My Annual Physical

Dear Rose Park,

Tomorrow morning at 9:30am I have my annual physical. I’m anticipating the various encouragements and reprimands I might receive from the doctor; my blood pressure is too this or my cholesterol is too that. I find myself joining that stereotypical population of men who dislike the doctor’s office, or even avoid it altogether when the time comes for a full lookover. I’m sure there are a whole host of reasons as to why this is, but at some point I wonder if it’s the discomfort of being told a truth you already know but wish you didn’t.

In his book Mere Christianity, C.S. Lewis reflects upon the nature of sinfulness and our relationship with God and writes these painfully truthful words:

When I was a child I often had toothache, and I knew that if I went to my mother she would give me something which would deaden the pain for that night and let me get to sleep. But I did not go to my mother—at least, not till the pain became very bad. And the reason I did not go was this. I did not doubt she would give me the aspirin; but I knew she would also do something else. I knew she would take me to the dentist next morning. I could not get what I wanted out of her without getting something more, which I did not want. I wanted immediate relief from pain: but I could not get it without having my teeth set permanently right. And I knew those dentists: I knew they started fiddling about with all sorts of other teeth which had not yet begun to ache. They would not let sleeping dogs lie, if you gave them an inch they took an ell.

Now, if I may put it that way, Our Lord is like the dentists. If you give Him an inch, He will take an ell. Dozens of people go to Him to be cured of some one particular sin which they are ashamed of or which is obviously spoiling daily life. Well, He will cure it all right: but He will not stop there. That may be all you asked; but if once you call Him in, He will give you the full treatment.

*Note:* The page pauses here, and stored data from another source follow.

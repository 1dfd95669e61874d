//! Error types for the marketplace client.
//!
//! Reducers never return these. Remote failures ([`GatewayError`]) and
//! user-correctable input problems ([`ValidationError`]) are turned into
//! state plus a notification at the call site.

use thiserror::Error;
use ticketdock_backend::BackendError;

/// Failure of a Data Gateway call
#[derive(Debug, Error, Clone, PartialEq, Eq)]
pub enum GatewayError {
    /// Transport or backend failure
    #[error("Backend request failed: {0}")]
    Remote(String),

    /// The backend answered with data we could not interpret
    #[error("Unexpected backend data: {0}")]
    Decode(String),

    /// No signed-in user, or the session was rejected
    #[error("Not authenticated: {0}")]
    Unauthorized(String),

    /// Requested record does not exist
    #[error("Not found: {0}")]
    NotFound(String),
}

impl From<BackendError> for GatewayError {
    fn from(error: BackendError) -> Self {
        match error {
            BackendError::Unauthorized(message) => Self::Unauthorized(message),
            BackendError::ResponseParseFailed(message) => Self::Decode(message),
            BackendError::EmptyInsert { table } => {
                Self::Decode(format!("insert into {table} returned no row"))
            },
            other => Self::Remote(other.to_string()),
        }
    }
}

/// User-correctable input problems; the display text is what the user sees
#[derive(Debug, Error, Clone, PartialEq, Eq)]
pub enum ValidationError {
    /// Step 1 guard
    #[error("Please select an event")]
    NoEventSelected,

    /// Step 2 guard
    #[error("Please upload at least one image")]
    NoImages,

    /// Step 3 guard: price missing, not a number, or not positive
    #[error("Please enter a valid price")]
    InvalidPrice,

    /// Original price present but not a valid amount
    #[error("Please enter a valid original price")]
    InvalidOriginalPrice,

    /// Quantity is not a whole number of at least 1
    #[error("Quantity must be a whole number of at least 1")]
    InvalidQuantity,

    /// Create-event form is missing title, date, location or category
    #[error("Please fill in all required fields")]
    MissingEventFields,

    /// Create-event date could not be parsed
    #[error("Please enter a valid event date")]
    InvalidEventDate,

    /// Accepting the batch would exceed the image cap
    #[error("Maximum {max} images allowed")]
    TooManyImages {
        /// Configured cap
        max: usize,
    },

    /// Declared content type is not `image/*`
    #[error("{file} is not an image file")]
    NotAnImage {
        /// File name as selected
        file: String,
    },

    /// File exceeds the size ceiling
    #[error("{file} is too large. Maximum size is {max_mib}MB")]
    FileTooLarge {
        /// File name as selected
        file: String,
        /// Ceiling in MiB
        max_mib: u64,
    },

    /// `available_quantity` exceeds `quantity`
    #[error("Available quantity {available} exceeds quantity {quantity}")]
    QuantityExceeded {
        /// Remaining tickets
        available: u32,
        /// Total tickets
        quantity: u32,
    },

    /// Text is not a money amount
    #[error("Invalid amount: {0:?}")]
    InvalidAmount(String),

    /// Selling requires a signed-in seller
    #[error("You must be signed in to list tickets")]
    NotSignedIn,
}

I wonder if this is a reason why perhaps we are hesitant to be in a fully intimate relationship with God. We desire to be healed of one particular pain or sin so as to be embraced by a loving Father, but in order for this to occur in its fullest sense God doesn’t stop with just one sin instead He gives us a full lookover. At this possibility, we often decide to keep God at a distance.

I worry we’ve normalized arms length relationships with not only God but also with each other. Of course, the pandemic did not help, but I worry we have become apathetic in the way we approach and embrace relationships. Instead of meaningful and long-lasting, we accept surface level and seasonal friendships. Instead of conversations that lead to further trust with our spouses and loved ones, we bottle up our emotions so as not to rock the boat or risk the relationship. And instead of a full relationship between God and the truest version of ourselves, we keep God at a distance hoping He’ll only offer the immediate relief of an aspirin.

I hope each of us are willing to wade into the deep waters of God. I pray we have the courage and vulnerability to be seen, known, and loved by God. Whether we’re relatively new to the church, been going to church our whole lives, or just a pastor who doesn’t like going to his annual physical…may God continue to draw us closer to each other as we’re drawn closer to Him.